The European Commission’s Directorate General for Mobility and Transport on April 23 presented to EU Member States its overall assessment of the Philippine maritime education, training and certification system.
“According to the report, it appears that the Philippine authorities have made appreciated efforts to bring their system in line with the requirements of the International Convention on Standards of Training, Certification and Watchkeeping for Seafarers,” EU said.
“The efforts were supported by several EU Member States which provided technical assistance to the Philippine authorities,” it added.

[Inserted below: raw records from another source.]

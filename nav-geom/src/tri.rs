use crate::Vec2;

/// z-component of the 3D cross product of two planar vectors.
///
/// Positive when `b` lies counter-clockwise of `a` under a Y-up convention;
/// mirrored under Y-down. Callers only compare signs within one mesh, so
/// either convention works as long as it is not mixed.
pub fn cross(a: Vec2, b: Vec2) -> f32 {
    a.x * b.y - a.y * b.x
}

/// Twice the signed area of triangle `abc`.
pub fn tri_area2(a: Vec2, b: Vec2, c: Vec2) -> f32 {
    cross(b - a, c - a)
}

/// Average of the three corners.
pub fn centroid(tri: [Vec2; 3]) -> Vec2 {
    (tri[0] + tri[1] + tri[2]) / 3.0
}

/// Same-side containment test.
///
/// Tolerant of either winding; boundary points count as inside.
pub fn point_in_triangle(p: Vec2, tri: [Vec2; 3]) -> bool {
    let eps = 1e-6;
    let ab = tri_area2(tri[0], tri[1], p);
    let bc = tri_area2(tri[1], tri[2], p);
    let ca = tri_area2(tri[2], tri[0], p);
    let has_neg = ab < -eps || bc < -eps || ca < -eps;
    let has_pos = ab > eps || bc > eps || ca > eps;
    !(has_neg && has_pos)
}

#[cfg(test)]
mod tests {
    use super::*;

    #[test]
    fn cross_sign_flips_with_order() {
        let a = Vec2::new(1.0, 0.0);
        let b = Vec2::new(0.0, 1.0);
        assert!(cross(a, b) > 0.0);
        assert!(cross(b, a) < 0.0);
        assert_eq!(cross(a, a * 2.0), 0.0);
    }

    #[test]
    fn containment_ignores_winding() {
        let ccw = [Vec2::new(0.0, 0.0), Vec2::new(1.0, 0.0), Vec2::new(0.0, 1.0)];
        let cw = [ccw[0], ccw[2], ccw[1]];
        let p = Vec2::new(0.25, 0.25);
        assert!(point_in_triangle(p, ccw));
        assert!(point_in_triangle(p, cw));
    }

    #[test]
    fn boundary_counts_as_inside() {
        let tri = [Vec2::new(0.0, 0.0), Vec2::new(1.0, 0.0), Vec2::new(0.0, 1.0)];
        assert!(point_in_triangle(Vec2::new(0.5, 0.5), tri));
        assert!(point_in_triangle(Vec2::new(0.0, 0.0), tri));
        assert!(!point_in_triangle(Vec2::new(0.6, 0.6), tri));
        assert!(!point_in_triangle(Vec2::new(-0.1, 0.5), tri));
    }

    #[test]
    fn centroid_averages_corners() {
        let tri = [Vec2::new(0.0, 0.0), Vec2::new(3.0, 0.0), Vec2::new(0.0, 3.0)];
        assert_eq!(centroid(tri), Vec2::new(1.0, 1.0));
    }
}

The EU said the Philippines needs to demonstrate that the audit plans are actually being carried out and that it has all the necessary technical and qualified human resources to monitor the numerous maritime education and training institutions in the Philippines.
“The EU has long recognized the Philippines as an important maritime nation whose many seafarers on European vessels are much appreciated,” EU Ambassador to the Philippines Guy Ledoux said.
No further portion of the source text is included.